Auditor General Leigh Trotman
Auditor General Leigh Trotman

A number of special audits were conducted by the Audit Office. These included audits of the Value Added Tax (VAT) Division, Inland Revenue Department, and of staffing in state agencies.

The following is the Auditor General’s special report on the management of the accounts receivable of the Inland  Revenue Department.

Executive summary. Effective April 1, 2014, the Inland Revenue Department was absorbed into the Barbados Revenue Authority (BRA), a statutory entity responsible for the collection of all major types of Government revenue. Although the department was dissolved on April 1, 2014, the findings and related recommendations included in this report will be helpful to the new entity tasked with the collection of Government’s revenue.

Inland Revenue Department’s core purpose was to administer the collection of taxes in a way that encourages voluntary compliance, while at the same time enforcing compliance to maintain equity and public confidence in the fairness of the tax system. The department had a self-assessment tax system whereby resident, individuals and companies were required to calculate their taxable income, tax liability and pay any tax due at specified times. The department was the sole agency responsible for collecting taxes from individuals and corporations under the Income Tax Act, Cap. 73 (hereinafter referred to as the Income Tax Act).

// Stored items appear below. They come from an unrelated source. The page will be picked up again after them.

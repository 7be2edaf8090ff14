//! Search input validation.

/// Default cap on search input length, in characters.
pub const DEFAULT_SEARCH_MAX_CHARS: usize = 50;

/// Reasons search input is not sent to the store.
#[derive(Debug, Clone, PartialEq, Eq, thiserror::Error)]
pub enum SearchTextError {
    /// Input was empty or whitespace.
    #[error("search text is empty")]
    Empty,
    /// Input exceeds the configured cap.
    #[error("search text must be at most {max} characters")]
    TooLong { max: usize },
}

/// Trimmed, length-checked search input.
///
/// The same text serves both search modes: a full-text query and an exact,
/// case-insensitive match against shared usernames.
#[derive(Debug, Clone, PartialEq, Eq)]
pub struct SearchText(String);

impl SearchText {
    /// Validate raw input. Length is measured on the raw input.
    ///
    /// # Examples
    /// ```
    /// use noteshare::domain::{SearchText, SearchTextError};
    ///
    /// let text = SearchText::parse("  meeting ", 50).expect("valid text");
    /// assert_eq!(text.as_str(), "meeting");
    /// assert_eq!(SearchText::parse("", 50), Err(SearchTextError::Empty));
    /// ```
    pub fn parse(raw: &str, max_chars: usize) -> Result<Self, SearchTextError> {
        if raw.chars().count() > max_chars {
            return Err(SearchTextError::TooLong { max: max_chars });
        }
        let trimmed = raw.trim();
        if trimmed.is_empty() {
            return Err(SearchTextError::Empty);
        }
        Ok(Self(trimmed.to_owned()))
    }

    pub fn as_str(&self) -> &str {
        self.0.as_str()
    }
}

impl AsRef<str> for SearchText {
    fn as_ref(&self) -> &str {
        self.as_str()
    }
}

Taxes are the largest source of Government’s income, and the Inland Revenue Department was responsible for collecting BDS $2.1 billion in cash between financial years 2011-2012 and 2013-2014. However, not all revenue due to the department has been collected and, according to the Auditor General’s Report 2014, accounts receivables exceed $250 million during the period under review.

The objective of the audit was to assess the effectiveness of the management of the accounts receivable of the Inland Revenue Department in Barbados. This included determining whether the department had policies, procedures and systems in place to collect the taxes owed, and reliably measure and report on the effectiveness of the collection efforts.

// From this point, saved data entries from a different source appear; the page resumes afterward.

//! PostgreSQL-backed `NoteRepository` implementation using Diesel ORM.
//!
//! Inserts and updates are raw SQL so the `search_text` vector is computed by
//! `to_tsvector` in the same statement that writes the note fields. Reads use
//! the Diesel DSL over the columns declared in [`super::schema`].

use async_trait::async_trait;
use diesel::prelude::*;
use diesel::sql_types::{Int8, Nullable, Text};
use diesel_async::RunQueryDsl;

use crate::domain::ports::{NoteRepository, NoteRepositoryError};
use crate::domain::{JoinedNoteRow, Note, NoteContent, NoteId, SearchDocument, Username};

use super::diesel_helpers::{
    ForeignKeyTarget, StoreFailure, classify_diesel_error, collect_rows, map_pool_error_message,
};
use super::models::{InsertedIdRow, NoteRow, joined_row_from_tuple};
use super::pool::{DbPool, PoolError};
use super::schema::{notes, user_shares};

const INSERT_NOTE_SQL: &str = "\
INSERT INTO notes (title, note_type, description, completion_time, completion_date, \
                   status, delegation, owner, search_text) \
VALUES ($1, $2, $3, $4, $5, $6, $7, $8, to_tsvector($9::regconfig, $10)) \
RETURNING id";

const UPDATE_NOTE_SQL: &str = "\
UPDATE notes \
SET title = $1, note_type = $2, description = $3, completion_time = $4, \
    completion_date = $5, status = $6, delegation = $7, \
    search_text = to_tsvector($8::regconfig, $9) \
WHERE id = $10";

// Rebuilds the search document from stored fields, mirroring
// `SearchDocument`: seven fields, absent ones as empty strings. A note with
// no delegation keeps its status and search text; the row still counts as
// affected so a missing id stays distinguishable.
const CLEAR_DELEGATION_SQL: &str = "\
UPDATE notes \
SET status = CASE WHEN delegation IS NULL THEN status ELSE NULL END, \
    search_text = CASE WHEN delegation IS NULL THEN search_text \
        ELSE to_tsvector($1::regconfig, concat_ws(' ', title, note_type, description, \
            coalesce(completion_time, ''), coalesce(completion_date, ''), '', '')) END, \
    delegation = NULL \
WHERE id = $2";

/// Diesel-backed implementation of the `NoteRepository` port.
#[derive(Clone)]
pub struct DieselNoteRepository {
    pool: DbPool,
    text_search_config: String,
}

impl DieselNoteRepository {
    /// Create a repository indexing with the given text search configuration
    /// (for example `english`).
    pub fn new(pool: DbPool, text_search_config: impl Into<String>) -> Self {
        Self {
            pool,
            text_search_config: text_search_config.into(),
        }
    }
}

fn map_pool_error(error: PoolError) -> NoteRepositoryError {
    NoteRepositoryError::connection(map_pool_error_message(error))
}

fn map_diesel_error(
    error: diesel::result::Error,
    operation: &str,
    owner: Option<&Username>,
) -> NoteRepositoryError {
    match classify_diesel_error(error, operation) {
        StoreFailure::Connection(message) => NoteRepositoryError::connection(message),
        StoreFailure::Query(message) => NoteRepositoryError::query(message),
        StoreFailure::ForeignKeyViolation(Some(ForeignKeyTarget::User)) => match owner {
            Some(owner) => NoteRepositoryError::missing_owner(owner.as_str()),
            None => NoteRepositoryError::query("owner foreign key violated"),
        },
        StoreFailure::ForeignKeyViolation(_) => {
            NoteRepositoryError::query("foreign key violation")
        }
        StoreFailure::UniqueViolation => NoteRepositoryError::query("unique constraint violated"),
    }
}

#[async_trait]
impl NoteRepository for DieselNoteRepository {
    async fn insert(
        &self,
        owner: &Username,
        content: &NoteContent,
        document: &SearchDocument,
    ) -> Result<NoteId, NoteRepositoryError> {
        let mut conn = self.pool.get().await.map_err(map_pool_error)?;
        let row: InsertedIdRow = diesel::sql_query(INSERT_NOTE_SQL)
            .bind::<Text, _>(content.title())
            .bind::<Text, _>(content.note_type())
            .bind::<Text, _>(content.description())
            .bind::<Nullable<Text>, _>(content.completion_time())
            .bind::<Nullable<Text>, _>(content.completion_date())
            .bind::<Nullable<Text>, _>(content.status())
            .bind::<Nullable<Text>, _>(content.delegation().map(Username::as_str))
            .bind::<Text, _>(owner.as_str())
            .bind::<Text, _>(self.text_search_config.as_str())
            .bind::<Text, _>(document.as_str())
            .get_result(&mut conn)
            .await
            .map_err(|error| map_diesel_error(error, "note insert", Some(owner)))?;
        Ok(NoteId::new(row.id))
    }

    async fn update(
        &self,
        id: NoteId,
        content: &NoteContent,
        document: &SearchDocument,
    ) -> Result<bool, NoteRepositoryError> {
        let mut conn = self.pool.get().await.map_err(map_pool_error)?;
        let updated = diesel::sql_query(UPDATE_NOTE_SQL)
            .bind::<Text, _>(content.title())
            .bind::<Text, _>(content.note_type())
            .bind::<Text, _>(content.description())
            .bind::<Nullable<Text>, _>(content.completion_time())
            .bind::<Nullable<Text>, _>(content.completion_date())
            .bind::<Nullable<Text>, _>(content.status())
            .bind::<Nullable<Text>, _>(content.delegation().map(Username::as_str))
            .bind::<Text, _>(self.text_search_config.as_str())
            .bind::<Text, _>(document.as_str())
            .bind::<Int8, _>(id.get())
            .execute(&mut conn)
            .await
            .map_err(|error| map_diesel_error(error, "note update", None))?;
        Ok(updated > 0)
    }

    async fn delete(&self, id: NoteId) -> Result<bool, NoteRepositoryError> {
        let mut conn = self.pool.get().await.map_err(map_pool_error)?;
        let deleted = diesel::delete(notes::table.filter(notes::id.eq(id.get())))
            .execute(&mut conn)
            .await
            .map_err(|error| map_diesel_error(error, "note delete", None))?;
        Ok(deleted > 0)
    }

    async fn find_by_id(&self, id: NoteId) -> Result<Option<Note>, NoteRepositoryError> {
        let mut conn = self.pool.get().await.map_err(map_pool_error)?;
        let row: Option<NoteRow> = notes::table
            .filter(notes::id.eq(id.get()))
            .select(NoteRow::as_select())
            .first(&mut conn)
            .await
            .optional()
            .map_err(|error| map_diesel_error(error, "note lookup", None))?;
        row.map(Note::try_from)
            .transpose()
            .map_err(NoteRepositoryError::query)
    }

    async fn exists(&self, id: NoteId) -> Result<bool, NoteRepositoryError> {
        let mut conn = self.pool.get().await.map_err(map_pool_error)?;
        diesel::select(diesel::dsl::exists(notes::table.filter(notes::id.eq(id.get()))))
            .get_result(&mut conn)
            .await
            .map_err(|error| map_diesel_error(error, "note exists", None))
    }

    async fn owned_or_delegated_rows(
        &self,
        username: &Username,
    ) -> Result<Vec<JoinedNoteRow>, NoteRepositoryError> {
        let mut conn = self.pool.get().await.map_err(map_pool_error)?;
        let rows: Vec<(NoteRow, Option<String>, Option<String>)> = notes::table
            .left_join(user_shares::table)
            .filter(
                notes::owner
                    .eq(username.as_str())
                    .or(notes::delegation.eq(username.as_str())),
            )
            .select((
                NoteRow::as_select(),
                user_shares::username.nullable(),
                user_shares::privilege.nullable(),
            ))
            .order_by((notes::id.asc(), user_shares::username.nullable().asc()))
            .load(&mut conn)
            .await
            .map_err(|error| map_diesel_error(error, "owned note listing", None))?;
        collect_rows(
            rows.into_iter().map(joined_row_from_tuple),
            NoteRepositoryError::query,
        )
    }

    async fn clear_delegation(&self, id: NoteId) -> Result<bool, NoteRepositoryError> {
        let mut conn = self.pool.get().await.map_err(map_pool_error)?;
        let updated = diesel::sql_query(CLEAR_DELEGATION_SQL)
            .bind::<Text, _>(self.text_search_config.as_str())
            .bind::<Int8, _>(id.get())
            .execute(&mut conn)
            .await
            .map_err(|error| map_diesel_error(error, "delegation clear", None))?;
        Ok(updated > 0)
    }
}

The review covered the financial years 2011-2012 and 2012-2013 with emphasis on the procedures in place with respect to the collection of receivables.

Major findings. There was no documented management strategy for collecting outstanding monies and minimizing the growth in accounts receivable. Such a strategy should include operational guidelines, performance indicators to assess the work of staff of the Compliance Unit, and the profiling of the risk associated with the receivables to determine effort, timing and collection methods to be used for individual taxpayers. These elements were missing.

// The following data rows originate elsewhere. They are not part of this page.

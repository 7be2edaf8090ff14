//! PostgreSQL-backed `NoteSearchQuery` implementation.
//!
//! One statement serves both search modes. The full-text branch matches the
//! note's `search_text` against `plainto_tsquery` and is scoped to notes the
//! caller owns or is delegated. The shared-username branch matches any note
//! with a share whose username equals the input case-insensitively, whoever
//! owns it. Matched notes are left-joined to all of their shares.

use async_trait::async_trait;
use diesel::sql_types::Text;
use diesel_async::RunQueryDsl;

use crate::domain::ports::{NoteSearchQuery, NoteSearchQueryError};
use crate::domain::{JoinedNoteRow, SearchText, Username};

use super::diesel_basic_error_mapping::{map_basic_diesel_error, map_basic_pool_error};
use super::diesel_helpers::collect_rows;
use super::models::JoinedNoteSqlRow;
use super::pool::DbPool;

const SEARCH_SQL: &str = "\
SELECT n.id, n.title, n.note_type, n.description, n.created_at, \
       n.completion_time, n.completion_date, n.status, n.delegation, n.owner, \
       s.username AS shared_username, s.privilege AS shared_privilege \
FROM notes n \
LEFT JOIN user_shares s ON s.note_id = n.id \
WHERE (n.search_text @@ plainto_tsquery($1::regconfig, $2) \
       AND (n.owner = $3 OR n.delegation = $3)) \
   OR EXISTS (SELECT 1 FROM user_shares m \
              WHERE m.note_id = n.id AND lower(m.username) = lower($2)) \
ORDER BY n.id, s.username";

/// Diesel-backed implementation of the `NoteSearchQuery` port.
#[derive(Clone)]
pub struct DieselNoteSearchQuery {
    pool: DbPool,
    text_search_config: String,
}

impl DieselNoteSearchQuery {
    /// Create a query matching with the given text search configuration.
    pub fn new(pool: DbPool, text_search_config: impl Into<String>) -> Self {
        Self {
            pool,
            text_search_config: text_search_config.into(),
        }
    }
}

#[async_trait]
impl NoteSearchQuery for DieselNoteSearchQuery {
    async fn search_rows(
        &self,
        text: &SearchText,
        username: &Username,
    ) -> Result<Vec<JoinedNoteRow>, NoteSearchQueryError> {
        let mut conn = self
            .pool
            .get()
            .await
            .map_err(|error| map_basic_pool_error(error, NoteSearchQueryError::connection))?;
        let rows: Vec<JoinedNoteSqlRow> = diesel::sql_query(SEARCH_SQL)
            .bind::<Text, _>(self.text_search_config.as_str())
            .bind::<Text, _>(text.as_str())
            .bind::<Text, _>(username.as_str())
            .load(&mut conn)
            .await
            .map_err(|error| {
                map_basic_diesel_error(
                    error,
                    "note search",
                    NoteSearchQueryError::query,
                    NoteSearchQueryError::connection,
                )
            })?;
        collect_rows(
            rows.into_iter().map(JoinedNoteRow::try_from),
            NoteSearchQueryError::query,
        )
    }
}
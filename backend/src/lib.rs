//! Note sharing and retrieval engine.
//!
//! Users own notes, delegate them, and share them with other users at a
//! viewer or editor privilege. Notes are searchable by full text or by the
//! username of someone they are shared with.

pub mod config;
pub mod domain;
pub mod engine;
pub mod outbound;
#[cfg(feature = "test-support")]
pub mod test_support;

pub use config::NoteshareSettings;
pub use engine::{NotesEngine, PostgresNotesEngine};
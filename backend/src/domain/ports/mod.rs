//! Domain ports and supporting types for the hexagonal boundary.

mod macros;
pub(crate) use macros::define_port_error;

mod note_repository;
mod note_search_query;
mod share_repository;
mod user_repository;

#[cfg(test)]
pub use note_repository::MockNoteRepository;
pub use note_repository::{FixtureNoteRepository, NoteRepository, NoteRepositoryError};
#[cfg(test)]
pub use note_search_query::MockNoteSearchQuery;
pub use note_search_query::{FixtureNoteSearchQuery, NoteSearchQuery, NoteSearchQueryError};
#[cfg(test)]
pub use share_repository::MockShareRepository;
pub use share_repository::{FixtureShareRepository, ShareRepository, ShareRepositoryError};
#[cfg(test)]
pub use user_repository::MockUserRepository;
pub use user_repository::{FixtureUserRepository, UserPersistenceError, UserRepository};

In addition, the strategy should include policies on training, but the audit revealed that there was minimal training of staff in collection procedures over the audited period.

The department indicated that letters were sent to taxpayers with outstanding balances indicating that “failure to comply with the request to settle arrears would result in the department taking legal action or initiating other compulsory action as required by Section 72 of the Income Tax Act, Cap. 73”. However, there was no evidence that any such action was taken during the period under review.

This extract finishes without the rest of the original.